## Task to complete
Filter the listing and keep only the lines with the word "Check".

## Extracted material
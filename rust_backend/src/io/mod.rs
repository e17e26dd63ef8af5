//! Input/output for the trajectory chart.
//!
//! - [`loaders`]: case table on disk (or in memory) to a filtered [`Dataset`](crate::core::Dataset)
//! - [`export`]: figure document to JSON or a standalone HTML page

pub mod export;
pub mod loaders;

pub use export::{render_html, render_json, write_figure, ExportFormat};
pub use loaders::DatasetLoader;
//! Chart assembly.

use crate::api::types::{ChartSpec, ReferenceCurve, RegionTrace, SliderStep, TraceFrame};

/// One slider step per frame, labelled and targeted by the frame's name.
pub fn slider_steps(frames: &[TraceFrame]) -> Vec<SliderStep> {
    frames
        .iter()
        .map(|frame| SliderStep {
            label: frame.name.clone(),
            frame: frame.name.clone(),
        })
        .collect()
}

/// Merge the pieces built by the other services into one [`ChartSpec`].
pub fn assemble_chart(
    initial_traces: Vec<RegionTrace>,
    frames: Vec<TraceFrame>,
    reference_curves: Vec<ReferenceCurve>,
) -> ChartSpec {
    let slider_steps = slider_steps(&frames);
    ChartSpec {
        initial_traces,
        frames,
        slider_steps,
        reference_curves,
    }
}
//! Error types for the trajectory chart backend.
//!
//! Every fallible library operation returns [`TrajectoryResult`]. The binary
//! wraps these in `anyhow` for reporting.

/// Result type for trajectory chart operations
pub type TrajectoryResult<T> = Result<T, TrajectoryError>;

/// Error type for trajectory chart operations
#[derive(Debug, thiserror::Error)]
pub enum TrajectoryError {
    /// A date cell could not be parsed with the configured format.
    /// `row` is the 1-based data row (header excluded).
    #[error("Date parse error at row {row}: '{value}' does not match format '{format}'")]
    DateParse {
        row: usize,
        value: String,
        format: String,
    },

    /// Doubling time must be a finite, strictly positive number of days.
    #[error("Invalid doubling time: {days} days (must be finite and > 0)")]
    InvalidDoublingTime { days: f64 },

    /// Configuration could not be read, parsed or validated.
    #[error("Configuration error: {message}")]
    Configuration { message: String },

    /// Tabular input was structurally unusable (missing column, bad number).
    #[error("CSV error: {message}")]
    Csv { message: String },

    #[error("I/O error: {0}")]
    Io(#[from] std::io::Error),

    #[error("JSON error: {0}")]
    Json(#[from] serde_json::Error),
}

impl TrajectoryError {
    /// Shorthand for a configuration error.
    pub fn configuration(message: impl Into<String>) -> Self {
        Self::Configuration {
            message: message.into(),
        }
    }

    /// Shorthand for a CSV error.
    pub fn csv(message: impl Into<String>) -> Self {
        Self::Csv {
            message: message.into(),
        }
    }

    /// Check if this error came from malformed input data rather than setup.
    pub fn is_data_error(&self) -> bool {
        matches!(self, Self::DateParse { .. } | Self::Csv { .. })
    }
}

impl From<csv::Error> for TrajectoryError {
    fn from(err: csv::Error) -> Self {
        Self::csv(err.to_string())
    }
}

#[cfg(test)]
mod tests {
    use super::*;

    #[test]
    fn test_date_parse_message_names_row() {
        let err = TrajectoryError::DateParse {
            row: 4,
            value: "31/02/2020".to_string(),
            format: "%d/%m/%Y".to_string(),
        };
        let msg = err.to_string();
        assert!(msg.contains("row 4"));
        assert!(msg.contains("31/02/2020"));
        assert!(err.is_data_error());
    }

    #[test]
    fn test_configuration_is_not_data_error() {
        let err = TrajectoryError::configuration("bad");
        assert_eq!(err.to_string(), "Configuration error: bad");
        assert!(!err.is_data_error());
    }
}
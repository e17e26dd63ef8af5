//! Chart configuration file support.
//!
//! Reads presentation and dataset settings from a TOML file. Every field has a
//! default, so an empty file (or no file at all) yields the stock district
//! trajectory chart.
//!
//! ```toml
//! [dataset]
//! region_column = "district"
//! date_format = "%d/%m/%Y"
//!
//! [[reference.curves]]
//! doubling_time_days = 3.0
//! extension = 0.0
//! label_offset = [0.0, 200.0]
//! visible = true
//! ```

use serde::{Deserialize, Serialize};
use std::fs;
use std::path::Path;

use crate::error::{TrajectoryError, TrajectoryResult};

/// Top-level chart configuration.
#[derive(Debug, Clone, Default, PartialEq, Serialize, Deserialize)]
pub struct ChartConfig {
    #[serde(default)]
    pub dataset: DatasetSettings,
    #[serde(default)]
    pub layout: LayoutSettings,
    #[serde(default)]
    pub animation: AnimationSettings,
    #[serde(default)]
    pub reference: ReferenceSettings,
}

/// Column names and date format of the input table.
#[derive(Debug, Clone, PartialEq, Serialize, Deserialize)]
pub struct DatasetSettings {
    #[serde(default = "default_region_column")]
    pub region_column: String,
    #[serde(default = "default_date_column")]
    pub date_column: String,
    #[serde(default = "default_cumulative_column")]
    pub cumulative_column: String,
    #[serde(default = "default_weekly_column")]
    pub weekly_column: String,
    /// chrono format string, also used for frame and slider labels
    #[serde(default = "default_date_format")]
    pub date_format: String,
}

/// Static chart styling handed to the renderer.
#[derive(Debug, Clone, PartialEq, Serialize, Deserialize)]
pub struct LayoutSettings {
    #[serde(default = "default_title")]
    pub title: String,
    #[serde(default = "default_x_axis_title")]
    pub x_axis_title: String,
    #[serde(default = "default_y_axis_title")]
    pub y_axis_title: String,
    /// Display range of both log axes, in decades
    #[serde(default = "default_axis_range")]
    pub axis_range: [f64; 2],
    #[serde(default = "default_legend_title")]
    pub legend_title: String,
    #[serde(default)]
    pub margin: MarginSettings,
}

#[derive(Debug, Clone, PartialEq, Serialize, Deserialize)]
pub struct MarginSettings {
    #[serde(default = "default_margin_side")]
    pub l: u32,
    #[serde(default = "default_margin_right")]
    pub r: u32,
    #[serde(default = "default_margin_side")]
    pub b: u32,
    #[serde(default = "default_margin_side")]
    pub t: u32,
    #[serde(default = "default_margin_pad")]
    pub pad: u32,
}

/// Play/pause and slider timing.
#[derive(Debug, Clone, PartialEq, Serialize, Deserialize)]
pub struct AnimationSettings {
    #[serde(default = "default_play_frame_duration_ms")]
    pub play_frame_duration_ms: f64,
    #[serde(default = "default_transition_ms")]
    pub play_transition_ms: f64,
    #[serde(default = "default_play_easing")]
    pub play_easing: String,
    #[serde(default = "default_transition_ms")]
    pub slider_transition_ms: f64,
    #[serde(default = "default_slider_easing")]
    pub slider_easing: String,
    #[serde(default = "default_transition_ms")]
    pub step_frame_duration_ms: f64,
}

/// Reference curve generation settings.
#[derive(Debug, Clone, PartialEq, Serialize, Deserialize)]
pub struct ReferenceSettings {
    /// Daily cases on day zero of every synthetic series
    #[serde(default = "default_initial_daily_cases")]
    pub initial_daily_cases: f64,
    /// Upper bound on generated days, guards very long doubling times
    #[serde(default = "default_max_days")]
    pub max_days: usize,
    #[serde(default = "default_curves")]
    pub curves: Vec<ReferenceCurveSettings>,
}

/// One constant-doubling-time reference curve.
#[derive(Debug, Clone, PartialEq, Serialize, Deserialize)]
pub struct ReferenceCurveSettings {
    pub doubling_time_days: f64,
    /// Added to the data's maximum weekly cases to get the stop threshold
    #[serde(default)]
    pub extension: f64,
    /// (dx, dy) nudge applied to the label point
    #[serde(default)]
    pub label_offset: [f64; 2],
    #[serde(default)]
    pub visible: bool,
}

impl ReferenceCurveSettings {
    pub fn new(doubling_time_days: f64, extension: f64, label_offset: [f64; 2], visible: bool) -> Self {
        Self {
            doubling_time_days,
            extension,
            label_offset,
            visible,
        }
    }
}

fn default_region_column() -> String {
    "district".to_string()
}

fn default_date_column() -> String {
    "case_notification_date".to_string()
}

fn default_cumulative_column() -> String {
    "cumulative_cases".to_string()
}

fn default_weekly_column() -> String {
    "cases_in_last_7_days".to_string()
}

fn default_date_format() -> String {
    "%d/%m/%Y".to_string()
}

fn default_title() -> String {
    "Trajectory of Districtwise COVID-19 Confirmed Cases".to_string()
}

fn default_x_axis_title() -> String {
    "Total Confirmed Cases".to_string()
}

fn default_y_axis_title() -> String {
    "New Confirmed Cases (in the Past Week)".to_string()
}

fn default_axis_range() -> [f64; 2] {
    [0.0, 5.0]
}

fn default_legend_title() -> String {
    "Districts(Double click to isolate one)".to_string()
}

fn default_margin_side() -> u32 {
    100
}

fn default_margin_right() -> u32 {
    200
}

fn default_margin_pad() -> u32 {
    20
}

fn default_play_frame_duration_ms() -> f64 {
    500.0 / 3.0
}

fn default_transition_ms() -> f64 {
    300.0
}

fn default_play_easing() -> String {
    "quadratic-in-out".to_string()
}

fn default_slider_easing() -> String {
    "cubic-in-out".to_string()
}

fn default_initial_daily_cases() -> f64 {
    0.01
}

fn default_max_days() -> usize {
    10_000
}

fn default_curves() -> Vec<ReferenceCurveSettings> {
    vec![
        ReferenceCurveSettings::new(2.0, -500.0, [0.0, 200.0], true),
        ReferenceCurveSettings::new(4.0, 100.0, [0.0, 200.0], false),
        ReferenceCurveSettings::new(8.0, 500.0, [2000.0, 2000.0], false),
    ]
}

impl Default for DatasetSettings {
    fn default() -> Self {
        Self {
            region_column: default_region_column(),
            date_column: default_date_column(),
            cumulative_column: default_cumulative_column(),
            weekly_column: default_weekly_column(),
            date_format: default_date_format(),
        }
    }
}

impl Default for LayoutSettings {
    fn default() -> Self {
        Self {
            title: default_title(),
            x_axis_title: default_x_axis_title(),
            y_axis_title: default_y_axis_title(),
            axis_range: default_axis_range(),
            legend_title: default_legend_title(),
            margin: MarginSettings::default(),
        }
    }
}

impl Default for MarginSettings {
    fn default() -> Self {
        Self {
            l: default_margin_side(),
            r: default_margin_right(),
            b: default_margin_side(),
            t: default_margin_side(),
            pad: default_margin_pad(),
        }
    }
}

impl Default for AnimationSettings {
    fn default() -> Self {
        Self {
            play_frame_duration_ms: default_play_frame_duration_ms(),
            play_transition_ms: default_transition_ms(),
            play_easing: default_play_easing(),
            slider_transition_ms: default_transition_ms(),
            slider_easing: default_slider_easing(),
            step_frame_duration_ms: default_transition_ms(),
        }
    }
}

impl Default for ReferenceSettings {
    fn default() -> Self {
        Self {
            initial_daily_cases: default_initial_daily_cases(),
            max_days: default_max_days(),
            curves: default_curves(),
        }
    }
}

impl ChartConfig {
    /// Load chart configuration from a TOML file.
    ///
    /// # Arguments
    /// * `path` - Path to the configuration file
    ///
    /// # Returns
    /// * `Ok(ChartConfig)` if the file was read, parsed and validated
    /// * `Err(TrajectoryError::Configuration)` otherwise
    pub fn from_file<P: AsRef<Path>>(path: P) -> TrajectoryResult<Self> {
        let content = fs::read_to_string(path.as_ref()).map_err(|e| {
            TrajectoryError::configuration(format!(
                "Failed to read config file {}: {}",
                path.as_ref().display(),
                e
            ))
        })?;

        Self::from_toml_str(&content)
    }

    /// Parse and validate configuration from TOML text.
    pub fn from_toml_str(content: &str) -> TrajectoryResult<Self> {
        let deserializer = toml::Deserializer::new(content);
        let config: ChartConfig = serde_path_to_error::deserialize(deserializer).map_err(|e| {
            TrajectoryError::configuration(format!("Failed to parse config at '{}': {}", e.path(), e.inner()))
        })?;

        config.validate()?;
        Ok(config)
    }

    /// Check invariants serde cannot express.
    pub fn validate(&self) -> TrajectoryResult<()> {
        let columns = [
            ("region_column", &self.dataset.region_column),
            ("date_column", &self.dataset.date_column),
            ("cumulative_column", &self.dataset.cumulative_column),
            ("weekly_column", &self.dataset.weekly_column),
            ("date_format", &self.dataset.date_format),
        ];
        for (name, value) in columns {
            if value.trim().is_empty() {
                return Err(TrajectoryError::configuration(format!(
                    "dataset.{} must not be empty",
                    name
                )));
            }
        }

        for curve in &self.reference.curves {
            if !curve.doubling_time_days.is_finite() || curve.doubling_time_days <= 0.0 {
                return Err(TrajectoryError::InvalidDoublingTime {
                    days: curve.doubling_time_days,
                });
            }
        }

        let initial = self.reference.initial_daily_cases;
        if !initial.is_finite() || initial <= 0.0 {
            return Err(TrajectoryError::configuration(format!(
                "reference.initial_daily_cases must be > 0, got {}",
                initial
            )));
        }

        Ok(())
    }
}

#[cfg(test)]
mod tests {
    use super::*;
    use std::io::Write;
    use tempfile::NamedTempFile;

    #[test]
    fn test_empty_toml_gives_defaults() {
        let config = ChartConfig::from_toml_str("").unwrap();
        assert_eq!(config, ChartConfig::default());
        assert_eq!(config.dataset.date_format, "%d/%m/%Y");
        assert_eq!(config.reference.curves.len(), 3);
    }

    #[test]
    fn test_default_reference_curves() {
        let curves = ChartConfig::default().reference.curves;
        let days: Vec<f64> = curves.iter().map(|c| c.doubling_time_days).collect();
        assert_eq!(days, vec![2.0, 4.0, 8.0]);
        let extensions: Vec<f64> = curves.iter().map(|c| c.extension).collect();
        assert_eq!(extensions, vec![-500.0, 100.0, 500.0]);
        assert_eq!(curves.iter().filter(|c| c.visible).count(), 1);
        assert!(curves[0].visible);
        assert_eq!(curves[2].label_offset, [2000.0, 2000.0]);
    }

    #[test]
    fn test_partial_override() {
        let toml = r#"
            [dataset]
            region_column = "county"

            [[reference.curves]]
            doubling_time_days = 3.0
            visible = true
        "#;
        let config = ChartConfig::from_toml_str(toml).unwrap();
        assert_eq!(config.dataset.region_column, "county");
        assert_eq!(config.dataset.date_column, "case_notification_date");
        assert_eq!(config.reference.curves.len(), 1);
        assert_eq!(config.reference.curves[0].extension, 0.0);
        assert_eq!(config.reference.initial_daily_cases, 0.01);
    }

    #[test]
    fn test_non_positive_doubling_time_rejected() {
        let toml = r#"
            [[reference.curves]]
            doubling_time_days = 0.0
        "#;
        let err = ChartConfig::from_toml_str(toml).unwrap_err();
        assert!(matches!(err, TrajectoryError::InvalidDoublingTime { days } if days == 0.0));
    }

    #[test]
    fn test_type_error_reports_path() {
        let toml = r#"
            [layout]
            axis_range = "wide"
        "#;
        let err = ChartConfig::from_toml_str(toml).unwrap_err();
        let msg = err.to_string();
        assert!(msg.contains("axis_range"), "unexpected message: {}", msg);
    }

    #[test]
    fn test_empty_column_rejected() {
        let toml = r#"
            [dataset]
            weekly_column = " "
        "#;
        let err = ChartConfig::from_toml_str(toml).unwrap_err();
        assert!(err.to_string().contains("weekly_column"));
    }

    #[test]
    fn test_from_file() {
        let mut file = NamedTempFile::new().unwrap();
        writeln!(file, "[layout]\ntitle = \"Counties\"").unwrap();
        let config = ChartConfig::from_file(file.path()).unwrap();
        assert_eq!(config.layout.title, "Counties");
    }

    #[test]
    fn test_missing_file() {
        let err = ChartConfig::from_file("/nonexistent/chart.toml").unwrap_err();
        assert!(matches!(err, TrajectoryError::Configuration { .. }));
    }
}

## Output of the task
    /// Check if this error came from malformed input data rather than setup.
    /// Check invariants serde cannot express.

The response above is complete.